But it isn’t the candidates or campaigns which are the real target of his disdain. It is the media:
At the same time, many in the media have been one-sided, sometimes adding to Obama’s distortions rather than acting as impartial reporters of fact and referees of the mud fights.
We still have many great journalists, but I no longer trust the major newspapers or television networks to provide consistently accurate and fair reporting and analysis of all the charges and countercharges. This in an era when the noise produced by highly partisan TV hosts and blogs creates a crying need for at least one newspaper that we can count on to play it straight.
I’m again taken back to something Clive Crook said a week or so ago:
It is an attitude that a good part of the US media share. The country has conservative media (Fox News, talk radio) as well as liberal media (most of the rest). Curiously, whereas the conservative media know they are conservative, much of the liberal media believe themselves to be neutral.
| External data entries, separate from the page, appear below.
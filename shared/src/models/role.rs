//! Terminal role

use serde::{Deserialize, Serialize};
use std::fmt;

use super::category::CategoryType;

/// Role a terminal is logged in with
///
/// Decides which categories are offered and which printers receive receipts.
#[derive(Debug, Clone, Copy, PartialEq, Eq, Hash, Serialize, Deserialize)]
#[serde(rename_all = "snake_case")]
pub enum Role {
    Bar,
    Food,
    Combined,
    Admin,
}

impl Role {
    /// Role used for printer routing. Admin terminals print like combined ones.
    pub fn print_role(self) -> Role {
        match self {
            Role::Admin => Role::Combined,
            other => other,
        }
    }

    /// Label printed in the receipt header
    pub fn receipt_label(self) -> &'static str {
        match self.print_role() {
            Role::Bar => "Bar",
            Role::Food => "Essen",
            _ => "Komplett",
        }
    }

    /// Whether terminals of this role offer products of the given category type
    pub fn sells(self, category_type: CategoryType) -> bool {
        match self {
            Role::Bar => category_type == CategoryType::Drinks,
            Role::Food => category_type == CategoryType::Food,
            Role::Combined | Role::Admin => true,
        }
    }

    pub fn as_str(self) -> &'static str {
        match self {
            Role::Bar => "bar",
            Role::Food => "food",
            Role::Combined => "combined",
            Role::Admin => "admin",
        }
    }
}

impl fmt::Display for Role {
    fn fmt(&self, f: &mut fmt::Formatter<'_>) -> fmt::Result {
        f.write_str(self.as_str())
    }
}
//! Receipt archive
//!
//! Every rendered receipt is kept with its text so it can be searched and
//! reprinted later. Archiving can be switched off; existing entries stay.

use chrono::{DateTime, NaiveDate, Utc};
use chrono_tz::Tz;
use serde::{Deserialize, Serialize};
use shared::error::{AppError, ErrorCode};
use shared::models::Role;
use shared::order::{Order, ServiceType};
use thiserror::Error;

use crate::catalog::fuzzy_includes;
use crate::db::{ARCHIVE, Storage, StorageError};
use crate::printing::{ReceiptMode, RenderedJob};

const ENABLED_SETTING_KEY: &str = "archive_enabled";

#[derive(Debug, Error)]
pub enum ArchiveError {
    #[error("Storage error: {0}")]
    Storage(#[from] StorageError),

    #[error("Receipt not found: {0}")]
    NotFound(String),
}

impl From<ArchiveError> for AppError {
    fn from(err: ArchiveError) -> Self {
        let message = err.to_string();
        match err {
            ArchiveError::Storage(e) => {
                tracing::error!(error = %e, "Archive storage failure");
                AppError::database(message)
            }
            ArchiveError::NotFound(id) => {
                AppError::with_message(ErrorCode::NotFound, message).with_detail("id", id)
            }
        }
    }
}

pub type ArchiveResult<T> = Result<T, ArchiveError>;

/// A printed receipt as it left the renderer
#[derive(Debug, Clone, PartialEq, Eq, Serialize, Deserialize)]
pub struct ArchivedReceipt {
    pub id: String,
    pub order_id: String,
    pub printer_id: String,
    pub printer_name: String,
    pub role: Role,
    pub service_type: ServiceType,
    pub mode: ReceiptMode,
    pub table_name: Option<String>,
    pub togo_number: Option<u32>,
    pub text: String,
    pub created_at: DateTime<Utc>,
}

impl ArchivedReceipt {
    pub fn from_job(order: &Order, job: &RenderedJob) -> Self {
        Self {
            id: uuid::Uuid::new_v4().to_string(),
            order_id: order.id.clone(),
            printer_id: job.printer.id.clone(),
            printer_name: job.printer.display_name.clone(),
            role: order.role,
            service_type: order.service_type,
            mode: job.mode,
            table_name: order.table_name.clone(),
            togo_number: order.togo_number,
            text: job.text.clone(),
            created_at: Utc::now(),
        }
    }
}

/// Filter for `GET /api/receipts`; dates are local business days, inclusive
#[derive(Debug, Clone, Default, Deserialize)]
pub struct ReceiptQuery {
    pub from: Option<NaiveDate>,
    pub to: Option<NaiveDate>,
    pub role: Option<Role>,
    #[serde(rename = "type")]
    pub service_type: Option<ServiceType>,
    /// Free text, matched umlaut-tolerant against text, order id and printer
    pub q: Option<String>,
}

#[derive(Debug, Clone, Copy, PartialEq, Eq, Serialize, Deserialize)]
pub struct ArchiveSettings {
    pub enabled: bool,
}

/// Receipt archive on the shared storage
#[derive(Debug, Clone)]
pub struct ReceiptArchive {
    storage: Storage,
    timezone: Tz,
}

impl ReceiptArchive {
    pub fn new(storage: Storage, timezone: Tz) -> Self {
        Self { storage, timezone }
    }

    pub fn settings(&self) -> ArchiveResult<ArchiveSettings> {
        let enabled: Option<bool> = self.storage.get_setting(ENABLED_SETTING_KEY)?;
        Ok(ArchiveSettings {
            enabled: enabled.unwrap_or(true),
        })
    }

    pub fn set_settings(&self, settings: ArchiveSettings) -> ArchiveResult<ArchiveSettings> {
        self.storage
            .set_setting(ENABLED_SETTING_KEY, &settings.enabled)?;
        tracing::info!(enabled = settings.enabled, "Receipt archive toggled");
        Ok(settings)
    }

    /// Store a receipt if archiving is on; returns whether it was stored
    pub fn record(&self, receipt: &ArchivedReceipt) -> ArchiveResult<bool> {
        if !self.settings()?.enabled {
            return Ok(false);
        }
        self.storage.put(ARCHIVE, &receipt.id, receipt)?;
        Ok(true)
    }

    pub fn get(&self, id: &str) -> ArchiveResult<ArchivedReceipt> {
        self.storage
            .get(ARCHIVE, id)?
            .ok_or_else(|| ArchiveError::NotFound(id.to_string()))
    }

    /// Matching receipts, newest first
    pub fn query(&self, query: &ReceiptQuery) -> ArchiveResult<Vec<ArchivedReceipt>> {
        let mut receipts: Vec<ArchivedReceipt> = self.storage.list(ARCHIVE)?;
        receipts.retain(|r| self.matches(r, query));
        receipts.sort_by(|a, b| b.created_at.cmp(&a.created_at));
        Ok(receipts)
    }

    fn matches(&self, receipt: &ArchivedReceipt, query: &ReceiptQuery) -> bool {
        let day = receipt.created_at.with_timezone(&self.timezone).date_naive();
        if query.from.is_some_and(|from| day < from) || query.to.is_some_and(|to| day > to) {
            return false;
        }
        if query.role.is_some_and(|role| role != receipt.role) {
            return false;
        }
        if query
            .service_type
            .is_some_and(|service_type| service_type != receipt.service_type)
        {
            return false;
        }
        match query.q.as_deref().map(str::trim) {
            Some(q) if !q.is_empty() => {
                fuzzy_includes(&receipt.text, q)
                    || receipt.order_id.contains(q)
                    || fuzzy_includes(&receipt.printer_name, q)
            }
            _ => true,
        }
    }

    /// Delete every archived receipt, returns how many there were
    pub fn clear(&self) -> ArchiveResult<u64> {
        let removed = self.storage.clear(ARCHIVE)?;
        tracing::info!(removed, "Receipt archive cleared");
        Ok(removed)
    }
}
//! Card registry (C2): the injective mapping between plaintext residues and
//! face-value records.

use std::collections::HashMap;

use super::Mapping;

#[repr(u8)]
#[derive(Clone, Copy, Debug, PartialEq, Eq, PartialOrd, Ord, serde::Serialize, serde::Deserialize)]
pub enum Suit {
    Clubs = 0,
    Diamonds = 1,
    Hearts = 2,
    Spades = 3,
}

/// An immutable face-value record. `value`/`highvalue` are the two numeric
/// weights used by the scorer: ace is low (1) or high (14) depending on
/// whether a straight resolves low-ace.
#[derive(Clone, Debug, PartialEq, Eq, serde::Serialize, serde::Deserialize)]
pub struct Card {
    pub mapping: Mapping,
    pub suit: Suit,
    pub rank: u8,
    pub value: u8,
    pub highvalue: u8,
}

impl Card {
    pub fn new(mapping: Mapping, suit: Suit, rank: u8) -> Self {
        assert!((1..=13).contains(&rank), "rank out of range: {rank}");
        let value = rank;
        let highvalue = if rank == 1 { 14 } else { rank };
        Card {
            mapping,
            suit,
            rank,
            value,
            highvalue,
        }
    }
}

/// Bijective plaintext-mapping <-> Card registry. Built once at deck
/// generation and immutable afterwards (§5, "Card registry is immutable
/// after deck generation").
#[derive(Debug, Default, Clone)]
pub struct CardRegistry {
    by_mapping: HashMap<Mapping, Card>,
}

impl CardRegistry {
    pub fn new() -> Self {
        Self::default()
    }

    /// Build the standard 52-card registry from an ordered list of plaintext
    /// mappings (dealer's snapshot-0 order: clubs A..K, diamonds A..K, ...).
    pub fn from_plaintext_deck(mappings: &[Mapping]) -> Self {
        let mut reg = Self::new();
        for (i, m) in mappings.iter().enumerate() {
            let suit = match i / 13 {
                0 => Suit::Clubs,
                1 => Suit::Diamonds,
                2 => Suit::Hearts,
                _ => Suit::Spades,
            };
            let rank = (i % 13) as u8 + 1;
            reg.insert(Card::new(m.clone(), suit, rank));
        }
        reg
    }

    pub fn insert(&mut self, card: Card) {
        self.by_mapping.insert(card.mapping.clone(), card);
    }

    pub fn resolve(&self, mapping: &Mapping) -> Option<&Card> {
        self.by_mapping.get(mapping)
    }

    pub fn len(&self) -> usize {
        self.by_mapping.len()
    }

    pub fn is_empty(&self) -> bool {
        self.by_mapping.is_empty()
    }
}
Their constant support for Democratic views has nothing to do with bias, in their minds, but reflects the fact that Democrats just happen to be right about everything. The result is the same: for much of the media, the fact that Republicans keep winning can only be due to the backwardness of much of the country.
I’m more and more convinced that Crook’s analysis is spot on. Rush Limbaugh knows what he is and is unapologetic about it. He’s conservative and when he talks you expect to hear him attacking liberal ideas. OTOH, when Ed Schultz talks – and he is as unapologetic a liberal as Limbaugh is a conservative – I expect to hear liberal ideas and attacks on those of conservatives.
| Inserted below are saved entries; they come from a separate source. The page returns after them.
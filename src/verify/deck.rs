//! C5: the deck verifier (§4.3). Replays the re-encryption chain over the
//! plaintext deck and proves the final snapshot matches what each player
//! actually committed.

use futures::future::try_join_all;
use tracing::{debug, instrument};

use crate::crypto::CryptoPrimitive;
use crate::domain::{Mapping, Transcript};
use crate::error::AnalyzerError;
use crate::multiset::multiset_eq;

/// Walks `transcript.snapshots` from stage 1 onward, re-encrypting the
/// previous stage under each contributor's final keypair and comparing the
/// result to the committed snapshot as a multiset. Returns the final,
/// canonical encrypted deck (`D_n`) on success.
#[instrument(skip_all)]
pub async fn verify_deck(
    transcript: &Transcript,
    crypto: &dyn CryptoPrimitive,
) -> Result<Vec<Mapping>, AnalyzerError> {
    if transcript.snapshots.is_empty() {
        return Err(AnalyzerError::Internal("no deck snapshots recorded".into()));
    }

    let mut previous = transcript.snapshots[0].cards.clone();

    for (stage, snapshot) in transcript.snapshots.iter().enumerate().skip(1) {
        let keychain = transcript.keychains.get(&snapshot.from_pid).ok_or_else(|| {
            AnalyzerError::Internal(format!("no keychain committed for {}", snapshot.from_pid))
        })?;
        let keypair = keychain.last().ok_or_else(|| {
            AnalyzerError::Internal(format!("{} committed an empty keychain", snapshot.from_pid))
        })?;

        // Batch: all n encryptions for this stage issue concurrently (§4.3).
        let computed: Vec<Mapping> =
            try_join_all(previous.iter().map(|x| crypto.encrypt(x, keypair))).await?;

        if !multiset_eq(&computed, &snapshot.cards) {
            return Err(AnalyzerError::DeckEncryptionMismatch {
                stage,
                offender: snapshot.from_pid.clone(),
            });
        }

        debug!(target: "poker_auditor::verify::deck", stage, from = %snapshot.from_pid, "stage verified");
        previous = snapshot.cards.clone();
    }

    Ok(previous)
}
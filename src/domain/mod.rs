//! Core domain types for the auditor: cards, keys, players, and the
//! transcript shapes the verification pipeline reads.

pub mod card;
pub mod deal;
pub mod deck;
pub mod keys;
pub mod player;
pub mod transcript;

pub use card::{Card, CardRegistry, Suit};
pub use deal::{DealEntry, DealKind};
pub use deck::DeckSnapshot;
pub use keys::{Keychain, Keypair};
pub use player::{Player, Roster};
pub use transcript::{AnalysisResult, Transcript, WinnerEntry};

/// Opaque large-integer string identifying a player. Never parsed, only compared.
pub type PlayerId = String;

/// An opaque plaintext residue or ciphertext value, typically a large-integer
/// string encoding a quadratic residue mod a shared prime. The same
/// representation carries both plaintext card mappings and SRA ciphertexts;
/// which one a given value is depends on where in the transcript it sits, not
/// on anything the type itself records.
#[derive(Debug, Clone, PartialEq, Eq, Hash, PartialOrd, Ord, serde::Serialize, serde::Deserialize)]
pub struct Mapping(pub String);

impl Mapping {
    pub fn as_str(&self) -> &str {
        &self.0
    }
}

impl From<String> for Mapping {
    fn from(s: String) -> Self {
        Mapping(s)
    }
}

impl From<&str> for Mapping {
    fn from(s: &str) -> Self {
        Mapping(s.to_owned())
    }
}

impl std::fmt::Display for Mapping {
    fn fmt(&self, f: &mut std::fmt::Formatter<'_>) -> std::fmt::Result {
        write!(f, "{}", self.0)
    }
}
That’s the same thing with blogs. I know when I read the Daily Kos what to expect. And, as you might imagine, when I click over to Right Wing News, I’m expecting what I get (and yes, I think RWN is far superior to anything that comes out of DK – and yes, I’m biased). Blogs may be noisy and opinionated, but they aren’t hiding what they represent nor are they pretending to be unbiased.
What I expect from those who call themselves “journalists” and “reporters” is factual, balanced reporting devoid of opinion. Yes, I know there is a difference between a news story and an op-ed. Or at least there should be. But the lines are so fuzzy now that at present it seems we’re being offered opinion journalism as news.
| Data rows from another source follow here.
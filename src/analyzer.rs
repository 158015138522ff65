//! C8: the Analyzer façade (§4.6, §6). Owns the transcript store and
//! keychain gate, drives the state machine `Active -> Analyzing -> Analyzed
//! -> Scored | Failed`, and emits a snapshot of the analysis result on every
//! transition.
//!
//! The spec frames C8 as subscribing to and unsubscribing from the game
//! layer's event surface. This crate has no concrete transport (§1
//! Non-goals), so "subscribed" per-move/keychain events are the
//! `record_*` methods below, and "unsubscribe" is the store's
//! `close_per_move`/`close_gate` guards rather than a literal channel
//! detach — calls after the corresponding close are accepted but ignored or
//! rejected exactly as an unsubscribed event would be dropped.

use std::sync::{Arc, Mutex};

use anyhow::Context;
use chrono::{DateTime, Utc};
use tokio::sync::{watch, Notify};
use tokio_stream::wrappers::WatchStream;
use tracing::{info, instrument, warn};

use crate::config::AnalyzerConfig;
use crate::crypto::CryptoPrimitive;
use crate::domain::{AnalysisResult, Keychain, Mapping, PlayerId, Roster, Transcript};
use crate::error::AnalyzerError;
use crate::gate::KeychainGate;
use crate::showdown::resolve_winners;
use crate::store::TranscriptStore;
use crate::verify::{verify_deals, verify_deck};

const LOG_TARGET: &str = "poker_auditor::analyzer";

#[derive(Clone, Copy, Debug, PartialEq, Eq)]
pub enum AnalyzerState {
    Active,
    Analyzing,
    Analyzed,
    Scored,
    Failed,
}

/// Payload carried by every lifecycle signal: the state just entered, plus
/// the analysis result as it stands at that instant (§6, "each carrying a
/// snapshot of the analysis result").
#[derive(Clone, Debug)]
pub struct AnalyzerSnapshot {
    pub state: AnalyzerState,
    pub result: AnalysisResult,
    pub emitted_at: DateTime<Utc>,
}

impl Default for AnalyzerSnapshot {
    fn default() -> Self {
        AnalyzerSnapshot {
            state: AnalyzerState::Active,
            result: AnalysisResult::default(),
            emitted_at: Utc::now(),
        }
    }
}

pub struct Analyzer {
    store: Mutex<TranscriptStore>,
    notify: Notify,
    gate: KeychainGate,
    crypto: Arc<dyn CryptoPrimitive>,
    state_tx: watch::Sender<AnalyzerSnapshot>,
}

impl Analyzer {
    pub fn new(
        own_pid: impl Into<PlayerId>,
        roster: Roster,
        config: AnalyzerConfig,
        crypto: Arc<dyn CryptoPrimitive>,
    ) -> Self {
        let (state_tx, _) = watch::channel(AnalyzerSnapshot::default());
        Analyzer {
            store: Mutex::new(TranscriptStore::new(own_pid, roster)),
            notify: Notify::new(),
            gate: KeychainGate::new(config.keychain_commit_timeout),
            crypto,
            state_tx,
        }
    }

    /// Subscribe to lifecycle signals (`analyzing`, `analyzed`, `scored`,
    /// and this crate's addition `failed`, all represented as
    /// `AnalyzerState` transitions on one channel).
    pub fn subscribe(&self) -> watch::Receiver<AnalyzerSnapshot> {
        self.state_tx.subscribe()
    }

    /// Same lifecycle signals as [`Analyzer::subscribe`], wrapped as a
    /// `Stream` for callers that want `.next().await` instead of polling
    /// `changed()` by hand, the same ergonomic wrapping the teacher applies
    /// to its own broadcast channels in `server/demo/stream.rs`.
    pub fn subscribe_stream(&self) -> WatchStream<AnalyzerSnapshot> {
        WatchStream::new(self.state_tx.subscribe())
    }

    pub fn current(&self) -> AnalyzerSnapshot {
        self.state_tx.borrow().clone()
    }

    fn emit(&self, state: AnalyzerState, result: AnalysisResult) {
        if let Ok(dump) = serde_json::to_string(&result) {
            tracing::trace!(target: LOG_TARGET, ?state, result = %dump, "lifecycle signal");
        }
        let _ = self.state_tx.send(AnalyzerSnapshot {
            state,
            result,
            emitted_at: Utc::now(),
        });
    }

    fn lock_store(&self) -> std::sync::MutexGuard<'_, TranscriptStore> {
        self.store.lock().expect("transcript store mutex poisoned")
    }

    pub async fn record_deck_generation(
        &self,
        dealer_pid: impl Into<PlayerId>,
        plaintext_mappings: Vec<Mapping>,
    ) -> Result<(), AnalyzerError> {
        self.lock_store()
            .record_deck_generation(dealer_pid, plaintext_mappings)
    }

    pub async fn record_encryption(
        &self,
        player_pid: impl Into<PlayerId>,
        encrypted_deck: Vec<Mapping>,
    ) -> Result<(), AnalyzerError> {
        self.lock_store().record_encryption(player_pid, encrypted_deck)
    }

    pub async fn record_selection(
        &self,
        dealer_pid: impl Into<PlayerId>,
        from_pid: impl Into<PlayerId>,
        cards: Vec<Mapping>,
        is_private: bool,
    ) -> Result<(), AnalyzerError> {
        self.lock_store()
            .record_selection(dealer_pid, from_pid, cards, is_private)
    }

    pub async fn record_decryption(
        &self,
        dealer_pid: impl Into<PlayerId>,
        from_pid: impl Into<PlayerId>,
        cards: Vec<Mapping>,
        is_private: bool,
    ) -> Result<(), AnalyzerError> {
        self.lock_store()
            .record_decryption(dealer_pid, from_pid, cards, is_private)
    }

    /// Record a player's keychain and wake the gate so it can re-check
    /// `all_keychains_committed`.
    pub async fn record_keychain(&self, player_pid: impl Into<PlayerId>, keychain: Keychain) {
        self.lock_store().record_keychain(player_pid, keychain);
        self.notify.notify_one();
    }

    /// The `gameanalyze` entry point: closes per-move intake, waits on the
    /// keychain gate, then runs verification and scoring. Returns the frozen
    /// `AnalysisResult`; the same value is broadcast on every transition via
    /// [`Analyzer::subscribe`].
    ///
    /// The gate's predicate only ever holds the store's mutex for the
    /// duration of one synchronous check (never across the `.await` inside
    /// `wait_for_all_committed`), so `record_keychain` calls racing the wait
    /// are never blocked out.
    #[instrument(skip(self))]
    pub async fn analyze(&self) -> AnalysisResult {
        self.emit(AnalyzerState::Analyzing, AnalysisResult::default());
        self.lock_store().close_per_move();
        info!(target: LOG_TARGET, "per-move intake closed, entering Analyzing");

        let gate_result = self
            .gate
            .wait_for_all_committed(&self.notify, || self.lock_store().all_keychains_committed())
            .await;

        if let Err(err) = gate_result {
            warn!(target: LOG_TARGET, error = %err, "gate failed, analysis failed");
            let result = AnalysisResult::failed(err);
            self.emit(AnalyzerState::Failed, result.clone());
            return result;
        }

        let transcript = {
            let mut store = self.lock_store();
            store.close_gate();
            store.transcript().clone()
        };
        info!(target: LOG_TARGET, "all keychains committed, entering Analyzed");
        self.emit(AnalyzerState::Analyzed, AnalysisResult::default());

        let outcome = async {
            let pool = verify_deck(&transcript, self.crypto.as_ref()).await?;
            verify_deals(&transcript, self.crypto.as_ref(), pool).await
        }
        .await;

        let outcome = match outcome {
            Ok(outcome) => outcome,
            Err(err) => {
                warn!(target: LOG_TARGET, error = %err, "verification failed, analysis failed");
                let result = AnalysisResult::failed(err);
                self.emit(AnalyzerState::Failed, result.clone());
                return result;
            }
        };

        let (hands, winners) =
            resolve_winners(&outcome.private_by_pid, &outcome.public, &transcript.roster);
        let result = AnalysisResult {
            private_by_pid: outcome.private_by_pid,
            public: outcome.public,
            hands,
            winners,
            complete: true,
            error: None,
        };
        info!(target: LOG_TARGET, winners = result.winners.len(), "scoring complete");
        self.emit(AnalyzerState::Scored, result.clone());
        result
    }
}

/// Convenience entry point for batch/offline auditing: verify and score an
/// already-complete transcript in one call, without driving it through the
/// event-callback/gate machinery above. Intended for callers that dump a
/// finished hand's transcript and want a one-shot verdict (e.g. a dispute
/// resolver replaying a settled hand), not for live capture during play.
///
/// Returns `anyhow::Result` rather than `AnalyzerError` because this is
/// outward-facing glue, not the core verification pipeline: a caller here
/// wants a readable chain of "what went wrong and where" more than a typed
/// enum to match on.
pub async fn audit_transcript(
    transcript: &Transcript,
    crypto: &dyn CryptoPrimitive,
) -> anyhow::Result<AnalysisResult> {
    if !transcript.all_keychains_committed() {
        anyhow::bail!("cannot audit an offline transcript with missing player keychains");
    }

    let pool = verify_deck(transcript, crypto)
        .await
        .context("deck re-encryption chain failed to verify")?;
    let outcome = verify_deals(transcript, crypto, pool)
        .await
        .context("selection/decryption replay failed to verify")?;

    let (hands, winners) =
        resolve_winners(&outcome.private_by_pid, &outcome.public, &transcript.roster);
    Ok(AnalysisResult {
        private_by_pid: outcome.private_by_pid,
        public: outcome.public,
        hands,
        winners,
        complete: true,
        error: None,
    })
}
Then there is plain old vanilla bias which for the most part remained much better hidden in the past. Maybe that was because past journalists weren’t “superstars” driven by ego who mistakenly believed anyone listening to them cared one whit what their opinions might be.
Taylor makes the point that the bias has never been more obvious or evident, and he uses some very topical examples to make his point.
* In Sarah Palin’s first big media interview, on September 11, Charlie Gibson of ABC News asked: “You said recently, in your old church, ‘Our national leaders are sending U.S. soldiers on a task that is from God.’ Are we fighting a holy war?” Palin responded: “You know, I don’t know if that was my exact quote.” Gibson pressed: “Exact words.”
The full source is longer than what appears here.